D.G.: Evet. 40 kişilik İkizköy, Çamköy, Karacahisar köylerinden oluşan bir heyet burada olacak. Muğla Çevre Platformu'ndan yaşam savunucusu arkadaşlarımız onlara eşlik ettiler. Ben Milas sınırlarına girme yasağım başladığı için geçtiğimiz hafta Ankara'ya dönmek zorunda kalmıştım. Benim gibi burada dört gözle İkizköylülerle buluşmayı bekleyen pek çok arkadaşımız var. Saat 09:30’da Meslek Birlikleri; KESK, DİSK, TMMOB ve TTB’nin ev sahipliğinde bir basın açıklaması yapacağız ve aslında bütün demokratik kitle örgütlerini, ekoloji hareketlerinden arkadaşlarımızı ve İkizköy'ün dostlarını en genel anlamıyla bu basın açıklamasına davet ediyoruz. Umuyorum ki meclise girmeden önce de böyle güçlü bir sesle kamuoyunun beklentisini dile getirme fırsatı bulacağız.
Belki küçük bir detay daha vermek lazım.

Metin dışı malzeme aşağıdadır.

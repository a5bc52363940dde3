use serde::Serialize;
use std::fmt;

/// Outcome classification for one log entry.
#[derive(Debug, Clone, Copy, PartialEq, Eq, Serialize)]
#[serde(rename_all = "lowercase")]
pub enum Severity {
    Info,
    Success,
    Warning,
    Error,
}

impl Severity {
    /// Lower-case name, as used for display classes and serialized output.
    pub fn as_str(&self) -> &'static str {
        match self {
            Severity::Info => "info",
            Severity::Success => "success",
            Severity::Warning => "warning",
            Severity::Error => "error",
        }
    }
}

impl Default for Severity {
    fn default() -> Self {
        Severity::Info
    }
}

impl fmt::Display for Severity {
    fn fmt(&self, f: &mut fmt::Formatter<'_>) -> fmt::Result {
        f.write_str(self.as_str())
    }
}

/// A single event log entry. Immutable once appended.
#[derive(Debug, Clone, Serialize)]
pub struct LogEntry {
    /// Short local time string captured at append.
    pub timestamp: String,
    pub message: String,
    pub severity: Severity,
}

impl LogEntry {
    pub fn new(timestamp: String, message: String, severity: Severity) -> Self {
        Self {
            timestamp,
            message,
            severity,
        }
    }
}

#[cfg(test)]
mod tests {
    use super::*;

    #[test]
    fn severity_names_are_lowercase() {
        assert_eq!(Severity::Info.as_str(), "info");
        assert_eq!(Severity::Success.as_str(), "success");
        assert_eq!(Severity::Warning.as_str(), "warning");
        assert_eq!(Severity::Error.as_str(), "error");
    }

    #[test]
    fn severity_defaults_to_info() {
        assert_eq!(Severity::default(), Severity::Info);
    }

    #[test]
    fn severity_serializes_as_lowercase_string() {
        let json = serde_json::to_string(&Severity::Success).unwrap();
        assert_eq!(json, "\"success\"");
    }
}
use thiserror::Error;

#[derive(Error, Debug)]
pub enum ProbeError {
    #[error("JSON serialization error: {0}")]
    JsonError(#[from] serde_json::Error),

    #[error("Unknown scenario: {0}")]
    UnknownScenario(String),
}
fn top_target(ctx: &mut ScenarioContext) {
    ctx.log.info("Opening with target=\"_top\"...");
    let url = ctx.opener.current_url().to_string();
    ctx.open(&url, "_top", &FeatureSet::new());
    ctx.log.append(
        "✓ Opened with _top target (behaves like _self if not in frames)",
        Severity::Success,
    );
}

// ===== Advanced Scenarios =====

fn write_content(ctx: &mut ScenarioContext) {
    ctx.log.info("Opening about:blank and writing content...");
    let features = FeatureSet::parse("width=500,height=400");
    let outcome = ctx.open("about:blank", "_blank", &features);
    match outcome {
        OpenOutcome::Opened(win) => {
            win.write(&format!(
                "<!DOCTYPE html><html><head><title>Written Content</title></head>\
                 <body><h1>✍️ Dynamically Written Content</h1>\
                 <p>This content was written after the open!</p>\
                 <p>Created at: {}</p></body></html>",
                Local::now().format("%Y-%m-%d %H:%M:%S")
            ));
            ctx.log.append(
                "✓ Content written to new window successfully",
                Severity::Success,
            );
        }
        _ => {
            ctx.log
                .append("✗ Failed to open window (popup blocked?)", Severity::Error);
        }
    }
}

fn multiple_windows(ctx: &mut ScenarioContext) {
    ctx.log.info("Opening multiple windows...");
    let mut count = 0;
    for i in 1..=3 {
        let features = FeatureSet::parse(&format!(
            "width=300,height=200,left={},top={}",
            i * 50,
            i * 50
        ));
        let outcome = ctx.open("about:blank", &format!("window{i}"), &features);
        if let OpenOutcome::Opened(win) = outcome {
            win.write(&format!(
                "<!DOCTYPE html><html><head><title>Window {i}</title></head>\
                 <body><h2>Window #{i}</h2><p>This is window number {i}</p></body></html>"
            ));
            count += 1;
        }
    }
    let severity = if count == 3 {
        Severity::Success
    } else {
        Severity::Warning
    };
    ctx.log
        .append(format!("✓ Opened {count} of 3 windows"), severity);
}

Siz söylediniz, yol boyunca durduruldu arkadaşlarımız. Şu anda da, evet şu anda da otelin girişinde polis bekliyormuş. Arkadaşlarımız henüz aşağıya inmemişlerdi birkaç dakika önce görüştüğümüzde ama görünen o ki meclis süreci bitinceye kadar İkizköy heyetine ‘polisin eşliği’ diyelim nazikçe, eşliği devam edecek.
Ö.Ö.: Akbelen’de de Pazar günü jandarma bu şekilde eşlik etmek durumunda kalmıştı.
Ö.M.: Üç kilometreyi bulan insan zincirine jandarmalar da zorunlu olarak yürüyüşe katılmak zorunda kalmışlardı anladığım kadarıyla.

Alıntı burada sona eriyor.